The Wallstent®: 23 years of experience in the treatment of benign ureteroenteric anastomotic strictures after Bricker deviation

Saturday, 29 June, 2013 - 11:05
Board 1

Poster Presenter: T. Locktcampsch@umcutrecht.nl

The Wallstent®: 23 years of experience in the treatment of benign ureteroenteric anastomotic strictures after Bricker deviation

 

Introduction

Stenosis of the uretero-ileal (UI) anastomosis following Bricker deviation is seen in 4-10% of all cases. Many minimal invasive techniques (balloon dilatation, double-J-stenting or laser endoureterotomy, cold and hot knife incision) have been described, but long-term results are disappointing with failure rates up to 80%. Especially in unfit patients (ASA ≥ 2) positioning of a Wallstent® under local anaesthesia is an attractive alternative. We describe our experience with the Wallstent® in benign obstruction and compare results with data available from a literature search.

 

Methods

From 1989, of all patients with benign UI-strictures and end-to-side anastomosis, we retrospectively collected data on clinical history, complications, auxiliary measures and patency rates and compared these with available data from literature.

 

Results

A total of 47 patients underwent 54 Wallstent® procedures (mean age: 63 yrs).

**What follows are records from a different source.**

//! API-product cleanup: revoke from app credentials, then delete.

use tracing::{info, warn};

use crate::api::helpers::api_delete;
use crate::api::types::AppDetails;
use crate::cleaners::errors::CleanError;
use crate::cleaners::types::{CleanContext, CleanStats, Cleaner};
use crate::graph::operations::ResourceKind;
use crate::graph::types::ResourceGraph;

pub struct ApiProductCleaner;

/// Fetch live app detail. Any failure degrades to an empty credential list;
/// the product delete still goes ahead and the server refuses it if a key
/// binding really remains.
fn app_details(ctx: &CleanContext, developer: &str, app: &str) -> AppDetails {
    let url = ctx.api.developer_app(developer, app);
    let response = match ctx.client.get(&url) {
        Ok(r) => r,
        Err(e) => {
            warn!(
                event = "core.apiproduct.app_fetch_failed",
                developer = developer,
                app = app,
                error = %e
            );
            return AppDetails::default();
        }
    };
    if !response.is_success() {
        warn!(
            event = "core.apiproduct.app_fetch_failed",
            developer = developer,
            app = app,
            status = response.status
        );
        return AppDetails::default();
    }
    match response.json::<AppDetails>() {
        Ok(details) => details,
        Err(e) => {
            warn!(
                event = "core.apiproduct.app_payload_malformed",
                developer = developer,
                app = app,
                error = %e
            );
            AppDetails::default()
        }
    }
}

/// Revoke `product` from every credential of `app` that carries it.
fn revoke_from_app(ctx: &CleanContext, developer: &str, app: &str, product: &str) {
    let details = app_details(ctx, developer, app);
    for credential in &details.credentials {
        let bound = credential
            .api_products
            .iter()
            .any(|p| p.apiproduct == product);
        if !bound {
            continue;
        }
        info!(
            event = "core.apiproduct.key_revocation_started",
            product = product,
            app = app,
            key = %credential.consumer_key
        );
        let url = ctx
            .api
            .app_key_product(developer, app, &credential.consumer_key, product);
        if let Err(e) = ctx.client.delete(&url) {
            warn!(
                event = "core.apiproduct.key_revocation_failed",
                product = product,
                app = app,
                error = %e
            );
        }
    }
}

impl Cleaner for ApiProductCleaner {
    fn name(&self) -> &'static str {
        "apiproduct"
    }

    fn delete(
        &self,
        graph: &mut ResourceGraph,
        ctx: &CleanContext,
    ) -> Result<CleanStats, CleanError> {
        // Products whose only proxy references were deleted by the proxy
        // pass become eligible here.
        graph.resync_product_proxies();

        info!(
            event = "core.apiproduct.clean_started",
            total = graph.api_products.len()
        );
        let mut stats = CleanStats::default();

        let names: Vec<String> = graph.api_products.iter().map(|p| p.name.clone()).collect();
        for name in names {
            let product = graph.api_products.iter().find(|p| p.name == name);
            let Some(product) = product else { continue };

            if !product.proxies.is_empty() {
                info!(
                    event = "core.apiproduct.live_proxy_skip",
                    product = %name,
                    message = "Product still exposes existing proxies"
                );
                stats.skipped += 1;
                continue;
            }

            // Revoke the product from every bound app before deleting it.
            let bound_apps = product.apps.clone();
            for app_name in &bound_apps {
                let developer = graph
                    .apps
                    .iter()
                    .find(|a| &a.name == app_name)
                    .map(|a| a.developer.clone());
                let Some(developer) = developer else {
                    warn!(
                        event = "core.apiproduct.unknown_app_binding",
                        product = %name,
                        app = %app_name
                    );
                    continue;
                };
                revoke_from_app(ctx, &developer, app_name, &name);
            }

            graph.prune_reference(ResourceKind::ApiProduct, &name);

            if api_delete(
                ctx.client,
                &ctx.api.api_product(&name),
                &format!("apiproduct {name}"),
            ) {
                graph.remove_api_product(&name);
                stats.deleted += 1;
            } else {
                stats.retained += 1;
            }
        }

        info!(
            event = "core.apiproduct.clean_completed",
            deleted = stats.deleted,
            skipped = stats.skipped,
            retained = stats.retained
        );
        Ok(stats)
    }
}

#[cfg(test)]
mod tests {
    use super::*;
    use crate::api::testing::FakeClient;
    use crate::api::urls::OrgApi;
    use crate::api::waiter;
    use crate::graph::types::{ApiProduct, App, Proxy};

    fn ctx<'a>(client: &'a FakeClient, api: &'a OrgApi) -> CleanContext<'a> {
        CleanContext {
            client,
            api,
            undeploy_wait: waiter::immediate_policy(),
            attachment_wait: waiter::immediate_policy(),
        }
    }

    fn graph_with_bound_product() -> ResourceGraph {
        ResourceGraph {
            api_products: vec![ApiProduct {
                name: "prod1".to_string(),
                proxies: vec![],
                apps: vec!["app1".to_string()],
            }],
            apps: vec![App {
                name: "app1".to_string(),
                developer: "dev@x".to_string(),
                api_products: vec!["prod1".to_string()],
            }],
            ..Default::default()
        }
    }

    #[test]
    fn test_revokes_bound_keys_then_deletes() {
        let client = FakeClient::new().on_get(
            "/developers/dev@x/apps/app1",
            200,
            br#"{"credentials": [
                {"consumerKey": "k1", "apiProducts": [{"apiproduct": "prod1"}]},
                {"consumerKey": "k2", "apiProducts": [{"apiproduct": "other"}]}
            ]}"#,
        );
        let api = OrgApi::new("x", "o");
        let mut graph = graph_with_bound_product();

        let stats = ApiProductCleaner.delete(&mut graph, &ctx(&client, &api)).unwrap();

        assert_eq!(stats.deleted, 1);
        assert!(graph.api_products.is_empty());
        // Only the credential carrying the product is revoked
        assert_eq!(
            client.deletes_containing("apps/app1/keys/k1/apiproducts/prod1"),
            1
        );
        assert_eq!(client.deletes_containing("keys/k2"), 0);
        assert_eq!(client.deletes_ending_with("/apiproducts/prod1"), 2);
        // App no longer claims the product locally
        assert!(graph.apps[0].api_products.is_empty());
    }

    #[test]
    fn test_live_proxy_reference_gates_deletion() {
        let client = FakeClient::new();
        let api = OrgApi::new("x", "o");
        let mut graph = graph_with_bound_product();
        graph.proxies.push(Proxy {
            name: "p1".to_string(),
            ..Default::default()
        });
        graph.api_products[0].proxies.push("p1".to_string());

        let stats = ApiProductCleaner.delete(&mut graph, &ctx(&client, &api)).unwrap();

        assert_eq!(stats.skipped, 1);
        assert_eq!(graph.api_products.len(), 1);
        assert!(client.calls().is_empty());
    }

    #[test]
    fn test_resync_unblocks_product_of_deleted_proxy() {
        // Product references a proxy already gone from the graph: the stale
        // reference is dropped and the product deleted.
        let client = FakeClient::new();
        let api = OrgApi::new("x", "o");
        let mut graph = graph_with_bound_product();
        graph.api_products[0].proxies.push("deleted-proxy".to_string());

        let stats = ApiProductCleaner.delete(&mut graph, &ctx(&client, &api)).unwrap();

        assert_eq!(stats.deleted, 1);
        assert!(graph.api_products.is_empty());
    }

    #[test]
    fn test_unreachable_app_detail_does_not_block_delete() {
        let client = FakeClient::new().on_get("/developers/dev@x/apps/app1", 500, b"");
        let api = OrgApi::new("x", "o");
        let mut graph = graph_with_bound_product();

        let stats = ApiProductCleaner.delete(&mut graph, &ctx(&client, &api)).unwrap();

        assert_eq!(stats.deleted, 1);
        assert_eq!(client.deletes_containing("keys/"), 0);
    }

    #[test]
    fn test_failed_delete_retains_product() {
        let client = FakeClient::new().on_delete("/apiproducts/prod1", 403, b"");
        let api = OrgApi::new("x", "o");
        let mut graph = ResourceGraph {
            api_products: vec![ApiProduct {
                name: "prod1".to_string(),
                ..Default::default()
            }],
            ..Default::default()
        };

        let stats = ApiProductCleaner.delete(&mut graph, &ctx(&client, &api)).unwrap();

        assert_eq!(stats.retained, 1);
        assert_eq!(graph.api_products.len(), 1);
    }
}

Placement of the Wallstent was possible in 100% of the patients and without auxiliary treatment the patency remained well in 14 patients (mean follow-up time 46 months). In 16 patients due to stent obstruction (hyperplastic reaction or encrustation) or migration a second treatment (laser vaporization and/or balloon dilatation) was performed with success. Combined (primary and secondary) patency rates were therefore 58.8% (30/51 Wallstents®, mean follow-up time 55.4 months), comparable with patency rates between 36 and 100% described in literature with a wide variety in number of cases and much shorter follow-up period.

 

Conclusion

To our knowledge this is the longest follow-up and largest series of Wallstent® stenting in benign UI obstructions. We proved that in selected cases, in experienced hands, to preserve quality of life, placement of a Wallstent could lead to a permanent desobstruction in approximately 6 out of 10 patients with UI anastomotic stricture.